L’esercizio ordinario degli impianti di stoccaggio gas comporta in entrambe le fasi operative di compressione/stoccaggio e trattamento/erogazione, il rilascio in atmosfera di gas naturale a cui si aggiunge la perdita fisiologica dagli stoccaggi sotterranei depleti. In questi casi la disciplina è del tutto assente e non esistono piani di monitoraggio. Annualmente finiscono nell’aria di Ripalta Cremasca circa 3 milioni di metri cubi di gas naturale, e a Sergnano circa 1,3 milioni.

Non stiamo parlando solamente di metano, ma di gas naturale. Il metano è circa il 96%. il resto è composto da altri idrocarburi, tra cui benzene e xileni. Su certe quantità, come quelle di Sergnano e Ripalta, quanto benzene finisce in atmosfera? Si monitorano ossidi d’azoto (NOx), PM10, Ossidi di carbonio, ma non il gas naturale.
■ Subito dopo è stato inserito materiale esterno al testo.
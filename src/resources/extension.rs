//! Virtual machine extension resource adapter.
//!
//! Extensions are child resources of a machine, so every mutation
//! takes the parent machine's lock: installing an extension while the
//! machine is being reconfigured or deleted would race inside the
//! control plane.

use std::collections::HashMap;
use std::sync::Arc;
use std::time::Duration;

use serde::{Deserialize, Serialize};
use tracing::{debug, info};

use crate::api::models::{VirtualMachineExtension, VirtualMachineExtensionProperties};
use crate::api::{wait_for_completion, VirtualMachineExtensionsApi, VirtualMachinesApi, WaitOptions};
use crate::azure::{VirtualMachineExtensionId, VirtualMachineId};
use crate::error::{Error, Result};
use crate::locks::LockRegistry;
use crate::resources::OperationTimeouts;

fn default_true() -> bool {
    true
}

/// Desired configuration of an extension on a machine.
#[derive(Debug, Clone, PartialEq, Serialize, Deserialize)]
pub struct ExtensionConfig {
    pub name: String,
    pub virtual_machine_id: String,
    pub publisher: String,
    #[serde(rename = "type")]
    pub extension_type: String,
    pub type_handler_version: String,
    #[serde(default = "default_true")]
    pub auto_upgrade_minor_version: bool,
    #[serde(default)]
    pub settings: Option<serde_json::Value>,
    /// Settings the control plane never echoes back (credentials and
    /// the like).
    #[serde(default)]
    pub protected_settings: Option<serde_json::Value>,
    #[serde(default)]
    pub tags: HashMap<String, String>,
}

impl ExtensionConfig {
    pub fn validate(&self) -> Result<()> {
        if let Some(settings) = &self.settings {
            if !settings.is_object() {
                return Err(Error::validation("settings", "must be a JSON object"));
            }
        }
        if let Some(protected) = &self.protected_settings {
            if !protected.is_object() {
                return Err(Error::validation(
                    "protected_settings",
                    "must be a JSON object",
                ));
            }
        }
        Ok(())
    }
}

/// Observed state of an extension. `protected_settings` is write-only
/// and deliberately absent.
#[derive(Debug, Clone, Default, PartialEq)]
pub struct ExtensionState {
    pub id: String,
    pub name: String,
    pub virtual_machine_id: String,
    pub publisher: Option<String>,
    pub extension_type: Option<String>,
    pub type_handler_version: Option<String>,
    pub auto_upgrade_minor_version: bool,
    pub settings: Option<serde_json::Value>,
    pub provisioning_state: Option<String>,
    pub tags: HashMap<String, String>,
}

/// The extension resource adapter.
pub struct VirtualMachineExtensionResource {
    extensions: Arc<dyn VirtualMachineExtensionsApi>,
    virtual_machines: Arc<dyn VirtualMachinesApi>,
    locks: Arc<LockRegistry>,
    timeouts: OperationTimeouts,
    poll_interval: Duration,
}

impl VirtualMachineExtensionResource {
    pub fn new(
        extensions: Arc<dyn VirtualMachineExtensionsApi>,
        virtual_machines: Arc<dyn VirtualMachinesApi>,
        locks: Arc<LockRegistry>,
    ) -> Self {
        Self {
            extensions,
            virtual_machines,
            locks,
            timeouts: OperationTimeouts::default(),
            poll_interval: Duration::from_secs(10),
        }
    }

    pub fn with_timeouts(mut self, timeouts: OperationTimeouts) -> Self {
        self.timeouts = timeouts;
        self
    }

    pub fn with_poll_interval(mut self, interval: Duration) -> Self {
        self.poll_interval = interval;
        self
    }

    fn wait_options(&self, timeout: Duration) -> WaitOptions {
        WaitOptions {
            timeout,
            poll_interval: self.poll_interval,
        }
    }

    /// Installs the extension. Fails with [`Error::AlreadyExists`] when
    /// an extension of the same name is already attached.
    pub async fn create(&self, config: &ExtensionConfig) -> Result<ExtensionState> {
        config.validate()?;
        let vm_id = VirtualMachineId::parse(&config.virtual_machine_id)?;
        let id = VirtualMachineExtensionId::new(
            &vm_id.subscription_id,
            &vm_id.resource_group,
            &vm_id.name,
            &config.name,
        );

        let _guard = self.locks.lock(&vm_id.name).await;

        match self
            .extensions
            .get(&vm_id.resource_group, &vm_id.name, &config.name)
            .await
        {
            Ok(_) => return Err(Error::AlreadyExists(id.to_string())),
            Err(err) if err.is_not_found() => {}
            Err(err) => return Err(err.into()),
        }

        self.apply(&id, &vm_id, config, self.timeouts.create).await
    }

    /// Re-applies the extension configuration in place.
    pub async fn update(&self, config: &ExtensionConfig) -> Result<ExtensionState> {
        config.validate()?;
        let vm_id = VirtualMachineId::parse(&config.virtual_machine_id)?;
        let id = VirtualMachineExtensionId::new(
            &vm_id.subscription_id,
            &vm_id.resource_group,
            &vm_id.name,
            &config.name,
        );

        let _guard = self.locks.lock(&vm_id.name).await;
        self.apply(&id, &vm_id, config, self.timeouts.update).await
    }

    async fn apply(
        &self,
        id: &VirtualMachineExtensionId,
        vm_id: &VirtualMachineId,
        config: &ExtensionConfig,
        timeout: Duration,
    ) -> Result<ExtensionState> {
        // the extension inherits the parent machine's location
        let machine = self
            .virtual_machines
            .get(&vm_id.resource_group, &vm_id.name)
            .await?;
        let location = machine
            .location
            .ok_or_else(|| Error::Internal(format!("machine '{vm_id}' reports no location")))?;

        let params = VirtualMachineExtension {
            id: None,
            name: Some(config.name.clone()),
            location: Some(location),
            properties: Some(VirtualMachineExtensionProperties {
                publisher: Some(config.publisher.clone()),
                extension_type: Some(config.extension_type.clone()),
                type_handler_version: Some(config.type_handler_version.clone()),
                auto_upgrade_minor_version: Some(config.auto_upgrade_minor_version),
                settings: config.settings.clone(),
                protected_settings: config.protected_settings.clone(),
                provisioning_state: None,
            }),
            tags: Some(config.tags.clone()),
        };

        info!(extension = %config.name, machine = %vm_id.name, "applying virtual machine extension");
        let operation = self
            .extensions
            .create_or_update(&vm_id.resource_group, &vm_id.name, &config.name, params)
            .await?;
        wait_for_completion(
            operation,
            "apply extension",
            &config.name,
            self.wait_options(timeout),
        )
        .await?;

        self.read(&id.to_string())
            .await?
            .ok_or_else(|| Error::NotFound(id.to_string()))
    }

    /// Reads the extension behind an opaque state ID; `Ok(None)` when it
    /// no longer exists.
    pub async fn read(&self, id: &str) -> Result<Option<ExtensionState>> {
        let id = VirtualMachineExtensionId::parse(id)?;
        let extension = match self
            .extensions
            .get(&id.resource_group, &id.virtual_machine_name, &id.name)
            .await
        {
            Ok(extension) => extension,
            Err(err) if err.is_not_found() => {
                debug!(extension = %id.name, "extension no longer exists");
                return Ok(None);
            }
            Err(err) => return Err(err.into()),
        };

        let vm_id = VirtualMachineId::new(
            &id.subscription_id,
            &id.resource_group,
            &id.virtual_machine_name,
        );

        let mut state = ExtensionState {
            id: id.to_string(),
            name: id.name.clone(),
            virtual_machine_id: vm_id.to_string(),
            tags: extension.tags.unwrap_or_default(),
            ..Default::default()
        };
        if let Some(properties) = extension.properties {
            state.publisher = properties.publisher;
            state.extension_type = properties.extension_type;
            state.type_handler_version = properties.type_handler_version;
            state.auto_upgrade_minor_version =
                properties.auto_upgrade_minor_version.unwrap_or(false);
            state.settings = properties.settings;
            state.provisioning_state = properties.provisioning_state;
        }
        Ok(Some(state))
    }

    /// Removes the extension. Deleting an extension that is already gone
    /// succeeds.
    pub async fn delete(&self, id: &str) -> Result<()> {
        let id = VirtualMachineExtensionId::parse(id)?;
        let _guard = self.locks.lock(&id.virtual_machine_name).await;

        info!(extension = %id.name, machine = %id.virtual_machine_name, "deleting virtual machine extension");
        let operation = match self
            .extensions
            .delete(&id.resource_group, &id.virtual_machine_name, &id.name)
            .await
        {
            Ok(operation) => operation,
            Err(err) if err.is_not_found() => {
                debug!(extension = %id.name, "extension already deleted");
                return Ok(());
            }
            Err(err) => return Err(err.into()),
        };
        wait_for_completion(
            operation,
            "delete extension",
            &id.name,
            self.wait_options(self.timeouts.delete),
        )
        .await
    }
}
Eppure il gas naturale è un gas serra, e nel gas naturale sono considerati gas nocivi, tossici e cancerogeni (es.benzene).

Il monitoraggio dovrà essere fatto in tutti i 5 siti attivi in Lombardia (Bordolano, Ripalta, Sergnano, Settala, Brugherio), con particolare attenzione per il Comune di Conegliano Laudense, dove è in fase autorizzativa un nuovo impianto.  L’attenzione sarà massima anche in termini di sicurezza e a settembre si discuterà in aula un’Interpellanza a firma Degli Angeli in merito ai Piani d’Emergenza Esterna di questi impianti. (Qui il testo)

I cittadini devono essere informati e le istituzioni devono garantire la sicurezza, il monitoraggio e la salvaguardia dell’ambiente e della salute.